Nice job on the benchmarking and getting this done so fast!

Reviewable status: 0 of 1 approvals obtained (waiting on @annxingyuan, @nsthorat, and @dsmilkov)

src/kernels/backend_webgl.ts, line 508 at r1 (raw file):

    }
    this.textureManager = new TextureManager(this.gpgpu);
    this.cpuBackend = new MathBackendCPU();

instead of directly importing the CPUBackend, let's do
this.cpuBackend = ENV.findBackend('cpu');
Then in shouldExecuteOnCPU do:
if (this.cpuBackend == null) { return false; }. This way you don't import from backend_cpu directly and the two backends remain decoupled.

src/kernels/backend_webgl.ts, line 512 at r1 (raw file):

  private shouldExecuteOnCPU(inputs: Tensor[], sizeThreshold = 10):
      boolean {

let's add a flag for this forwarding: WEBGL_CPU_FORWARD and let's change test-all.sh to launch travis with this flag set to false, and a single new travis with this flag set to true, in order to hit the if() codepath. (we can chat in person)

dsmilkov

Reviewable status: 0 of 1 approvals obtained (waiting on @annxingyuan and @nsthorat)
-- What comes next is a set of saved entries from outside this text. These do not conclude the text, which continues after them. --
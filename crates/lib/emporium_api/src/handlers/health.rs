//! Health check.

use axum::Json;
use axum::extract::State;
use serde_json::{Value, json};
use tracing::warn;

use crate::AppState;

/// `GET /v1/healthcheck`: service status and database reachability.
pub async fn healthcheck_handler(State(state): State<AppState>) -> Json<Value> {
    let database = match state.store.ping().await {
        Ok(()) => "up",
        Err(e) => {
            warn!(error = %e, "database ping failed");
            "down"
        }
    };
    Json(json!({
        "status": "available",
        "environment": state.config.environment,
        "version": emporium_core::version(),
        "database": database,
    }))
}
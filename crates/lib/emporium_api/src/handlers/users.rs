//! User account handlers.

use axum::Json;
use axum::extract::State;
use serde_json::{Value, json};
use tracing::info;

use emporium_core::models::Role;
use emporium_core::store::StoreError;
use emporium_core::validation::{
    Validator, validate_email, validate_name, validate_password_plaintext,
};

use crate::AppState;
use crate::error::{AppError, AppResult, ensure_valid};
use crate::extract::{ApiJson, IdPath};
use crate::models::{RoleRequest, UpdateUserRequest};
use crate::services::auth::hash_password;

/// `GET /v1/users/{id}`
pub async fn show_user_handler(
    State(state): State<AppState>,
    IdPath(id): IdPath,
) -> AppResult<Json<Value>> {
    let user = state.store.user_by_id(id).await?;
    Ok(Json(json!({ "user": user })))
}

/// `PATCH /v1/users/{id}`: partial profile update.
pub async fn update_user_handler(
    State(state): State<AppState>,
    IdPath(id): IdPath,
    ApiJson(body): ApiJson<UpdateUserRequest>,
) -> AppResult<Json<Value>> {
    let mut user = state.store.user_by_id(id).await?;

    let mut v = Validator::new();
    if let Some(email) = &body.email {
        validate_email(&mut v, email);
    }
    if let Some(name) = &body.name {
        validate_name(&mut v, name);
    }
    if let Some(password) = &body.password {
        validate_password_plaintext(&mut v, password);
    }
    ensure_valid(v)?;

    if let Some(password) = body.password {
        user.password_hash = hash_password(password, state.config.password_cost).await?;
    }
    if let Some(username) = body.username {
        user.username = username;
    }
    if let Some(email) = body.email {
        user.email = email;
    }
    if let Some(name) = body.name {
        user.name = name;
    }
    if let Some(surname) = body.surname {
        user.surname = surname;
    }
    if let Some(phone_number) = body.phone_number {
        user.phone_number = phone_number;
    }
    if body.date_of_birth.is_some() {
        user.date_of_birth = body.date_of_birth;
    }
    if let Some(address) = body.address {
        user.address = address;
    }
    if let Some(about_me) = body.about_me {
        user.about_me = about_me;
    }
    if let Some(picture_url) = body.picture_url {
        user.picture_url = picture_url;
    }

    let user = match state.store.update_user(&user).await {
        Ok(user) => user,
        Err(StoreError::DuplicateEmail) => {
            return Err(AppError::Conflict(
                "a user with this email address already exists".into(),
            ));
        }
        Err(StoreError::EditConflict) => {
            return Err(AppError::Conflict(
                "unable to update the record due to an edit conflict, please try again".into(),
            ));
        }
        Err(e) => return Err(e.into()),
    };
    Ok(Json(json!({ "user": user })))
}

/// `DELETE /v1/users/{id}`: admin only; cascades to the user's cart,
/// comments, tokens and activation link.
pub async fn delete_user_handler(
    State(state): State<AppState>,
    IdPath(id): IdPath,
) -> AppResult<Json<Value>> {
    state.store.delete_user(id).await?;
    info!(user_id = id, "user deleted");
    Ok(Json(json!({ "message": "user successfully deleted" })))
}

/// Parse a role that may be stored on an account.
fn assignable_role(raw: &str) -> AppResult<Role> {
    match raw.parse::<Role>() {
        Ok(role) if role.is_assignable() => Ok(role),
        _ => Err(AppError::invalid("role", "must be either admin or user")),
    }
}

/// `PUT /v1/users/{id}/role`: admin only.
pub async fn update_role_handler(
    State(state): State<AppState>,
    IdPath(id): IdPath,
    ApiJson(body): ApiJson<RoleRequest>,
) -> AppResult<Json<Value>> {
    let role = assignable_role(&body.role)?;
    let mut user = state.store.user_by_id(id).await?;
    user.role = role;
    let user = state.store.update_user(&user).await?;
    info!(user_id = id, role = %role, "role changed");
    Ok(Json(json!({ "user": user })))
}

#[cfg(test)]
mod tests {
    use super::*;

    #[test]
    fn only_stored_roles_are_assignable() {
        assert_eq!(assignable_role("admin").unwrap(), Role::Admin);
        assert_eq!(assignable_role("user").unwrap(), Role::User);
        assert!(matches!(assignable_role("owner"), Err(AppError::Validation(_))));
        assert!(matches!(assignable_role("root"), Err(AppError::Validation(_))));
    }
}
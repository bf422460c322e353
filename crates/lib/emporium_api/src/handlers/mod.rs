//! Request handlers.

pub mod auth;
pub mod cart;
pub mod comments;
pub mod health;
pub mod products;
pub mod users;

use emporium_core::models::Filters;
use emporium_core::validation::{Validator, validate_filters};

use crate::error::{AppResult, ensure_valid};
use crate::models::ListQuery;

const DEFAULT_PAGE: i64 = 1;
const DEFAULT_PAGE_SIZE: i64 = 20;
const DEFAULT_SORT: &str = "id";

fn read_int(v: &mut Validator, key: &str, raw: Option<&str>, default: i64) -> i64 {
    match raw {
        None | Some("") => default,
        Some(raw) => raw.parse().unwrap_or_else(|_| {
            v.add_error(key, "must be an integer value");
            default
        }),
    }
}

/// Page, page size and sort from a list query, validated against `safelist`.
pub(crate) fn list_filters(
    query: &ListQuery,
    safelist: &'static [&'static str],
) -> AppResult<Filters> {
    let mut v = Validator::new();
    let page = read_int(&mut v, "page", query.page.as_deref(), DEFAULT_PAGE);
    let page_size = read_int(&mut v, "page_size", query.page_size.as_deref(), DEFAULT_PAGE_SIZE);
    let sort = query
        .sort
        .as_deref()
        .filter(|s| !s.is_empty())
        .unwrap_or(DEFAULT_SORT);

    let filters = Filters::new(page, page_size, sort, safelist);
    validate_filters(&mut v, &filters);
    ensure_valid(v)?;
    Ok(filters)
}

#[cfg(test)]
mod tests {
    use super::*;
    use crate::error::AppError;
    use emporium_core::models::filters::PRODUCT_SORT_SAFELIST;

    #[test]
    fn defaults_apply_when_absent() {
        let filters = list_filters(&ListQuery::default(), PRODUCT_SORT_SAFELIST).unwrap();
        assert_eq!(filters.page, 1);
        assert_eq!(filters.page_size, 20);
        assert_eq!(filters.sort, "id");
    }

    #[test]
    fn non_numeric_page_is_a_field_error() {
        let query = ListQuery {
            page: Some("two".into()),
            sort: Some("-price".into()),
            ..Default::default()
        };
        match list_filters(&query, PRODUCT_SORT_SAFELIST) {
            Err(AppError::Validation(fields)) => {
                assert_eq!(fields["page"], "must be an integer value");
                assert!(!fields.contains_key("sort"));
            }
            other => panic!("expected validation error, got {other:?}"),
        }
    }

    #[test]
    fn unknown_sort_and_oversized_page_are_rejected() {
        let query = ListQuery {
            page_size: Some("500".into()),
            sort: Some("password_hash".into()),
            ..Default::default()
        };
        match list_filters(&query, PRODUCT_SORT_SAFELIST) {
            Err(AppError::Validation(fields)) => {
                assert_eq!(fields["page_size"], "must be a maximum of 100");
                assert_eq!(fields["sort"], "invalid sort value");
            }
            other => panic!("expected validation error, got {other:?}"),
        }
    }
}
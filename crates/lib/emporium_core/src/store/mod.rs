//! Persistence layer.
//!
//! Storage is split by concern into async traits. [`Store`] bundles all of
//! them and is what the services hold as `Arc<dyn Store>`. Two backends
//! implement it: [`postgres::PgStore`] for production and
//! [`memory::MemoryStore`] for tests and local runs.

pub mod memory;
pub mod postgres;

use std::time::Duration;

use async_trait::async_trait;
use thiserror::Error;

use crate::models::{
    ActivationLink, CartItem, CartLine, CartMutation, Comment, Filters, Metadata, NewComment,
    NewProduct, NewUser, Product, Registration, ShoppingSession, TokenRecord, User,
};

/// Storage result type.
pub type Result<T> = std::result::Result<T, StoreError>;

#[derive(Debug, Error)]
pub enum StoreError {
    /// The named record does not exist.
    #[error("{0} not found")]
    NotFound(&'static str),

    #[error("a user with this email address already exists")]
    DuplicateEmail,

    /// Optimistic-concurrency check failed: the row changed since it was read.
    #[error("unable to update the record due to an edit conflict, please try again")]
    EditConflict,

    #[error("account is already activated")]
    AlreadyActivated,

    #[error("store call timed out after {0:?}")]
    Timeout(Duration),

    #[error("database error: {0}")]
    Database(#[from] sqlx::Error),

    #[error("internal store error: {0}")]
    Internal(String),
}

#[async_trait]
pub trait UserStore: Send + Sync {
    /// Create the user, its shopping session and its activation link in one
    /// unit of work.
    async fn register_user(&self, user: &NewUser, activation_code: &str) -> Result<Registration>;

    async fn user_by_id(&self, id: i64) -> Result<User>;

    async fn user_by_email(&self, email: &str) -> Result<User>;

    /// Persist `user` if its `version` still matches; returns the stored row
    /// with the bumped version.
    async fn update_user(&self, user: &User) -> Result<User>;

    /// Delete a user together with everything it owns.
    async fn delete_user(&self, id: i64) -> Result<()>;

    async fn activation_link(&self, code: &str) -> Result<ActivationLink>;

    /// Consume an activation code and mark its user activated.
    async fn activate(&self, code: &str) -> Result<User>;
}

/// Refresh-token rows. Values are digests; see [`crate::auth::registry`].
#[async_trait]
pub trait TokenStore: Send + Sync {
    async fn find_token_by_user(&self, user_id: i64) -> Result<TokenRecord>;

    async fn find_token_by_digest(&self, digest: &str) -> Result<TokenRecord>;

    async fn insert_token(&self, user_id: i64, digest: &str) -> Result<TokenRecord>;

    /// Replace `old_digest` with `new_digest` on the user's row in one step.
    /// `NotFound` when the row no longer holds `old_digest`.
    async fn rotate_token(
        &self,
        user_id: i64,
        old_digest: &str,
        new_digest: &str,
    ) -> Result<TokenRecord>;

    /// Returns the number of rows deleted.
    async fn delete_token_by_digest(&self, digest: &str) -> Result<u64>;
}

#[async_trait]
pub trait CatalogStore: Send + Sync {
    async fn insert_product(&self, product: &NewProduct) -> Result<Product>;

    async fn product(&self, id: i64) -> Result<Product>;

    /// Full-text match on `name` and `category` (empty matches everything),
    /// paged and sorted by `filters`.
    async fn list_products(
        &self,
        name: &str,
        category: &str,
        filters: &Filters,
    ) -> Result<(Vec<Product>, Metadata)>;

    /// Version-checked update. A price change re-prices every cart holding
    /// the product in the same unit of work.
    async fn update_product(&self, product: &Product) -> Result<Product>;

    /// Delete a product, first taking its lines out of every cart total.
    async fn delete_product(&self, id: i64) -> Result<()>;
}

#[async_trait]
pub trait CommentStore: Send + Sync {
    async fn insert_comment(&self, comment: &NewComment) -> Result<Comment>;

    async fn comment(&self, id: i64) -> Result<Comment>;

    async fn list_comments(
        &self,
        product_id: i64,
        filters: &Filters,
    ) -> Result<(Vec<Comment>, Metadata)>;

    async fn update_comment(&self, comment: &Comment) -> Result<Comment>;

    async fn delete_comment(&self, id: i64) -> Result<()>;
}

/// Shopping sessions and their items.
///
/// The three mutating calls are the only writers of `ShoppingSession.total`
/// and serialize per session: the item change and the total change commit
/// together or not at all.
#[async_trait]
pub trait CartStore: Send + Sync {
    async fn session(&self, id: i64) -> Result<ShoppingSession>;

    async fn session_by_user(&self, user_id: i64) -> Result<ShoppingSession>;

    async fn cart_items(&self, session_id: i64) -> Result<Vec<CartItem>>;

    async fn cart_item(&self, id: i64) -> Result<CartItem>;

    /// Items joined with product name and price, ordered by item id.
    async fn cart_lines(&self, session_id: i64) -> Result<Vec<CartLine>>;

    /// `Σ quantity × price` computed from the items, ignoring the cached total.
    async fn cart_total(&self, session_id: i64) -> Result<i64>;

    /// Insert an item and store the recomputed aggregate as the new total.
    async fn add_cart_item(
        &self,
        session_id: i64,
        product_id: i64,
        quantity: i64,
    ) -> Result<CartMutation>;

    /// Set a positive quantity, moving the total by `(new - old) × price`.
    async fn set_cart_item_quantity(&self, item_id: i64, quantity: i64) -> Result<CartMutation>;

    /// Delete an item, subtracting `quantity × price` from the total.
    async fn remove_cart_item(&self, item_id: i64) -> Result<CartMutation>;
}

/// Every storage concern plus a liveness check.
#[async_trait]
pub trait Store: UserStore + TokenStore + CatalogStore + CommentStore + CartStore {
    async fn ping(&self) -> Result<()>;
}

/// Signed amount a quantity change moves a total by. `None` on overflow.
pub(crate) fn line_delta(old_quantity: i64, new_quantity: i64, price: i64) -> Option<i64> {
    new_quantity.checked_sub(old_quantity)?.checked_mul(price)
}

fn overflow() -> StoreError {
    StoreError::Internal("cart amount overflow".into())
}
src/kernels/backend_webgl.ts, line 511 at r1 (raw file):

  }

  private shouldExecuteOnCPU(inputs: Tensor[], sizeThreshold = 10):

extract sizeThreshold into a constant (upper-case) at the top of the file.

nkreeger

Reviewable status: 0 of 1 approvals obtained (waiting on @annxingyuan and @nsthorat)

src/kernels/backend_webgl.ts, line 511 at r1 (raw file):

private shouldExecuteOnCPU(inputs: Tensor[], sizeThreshold = 10):

Can we add a detailed comment here about the optimization please? And point to an issue about how we can optimize running specific ops on each backend as discussed over GVC?

Thanks!

dsmilkov

Reviewable status: 0 of 1 approvals obtained (waiting on @annxingyuan and @nsthorat)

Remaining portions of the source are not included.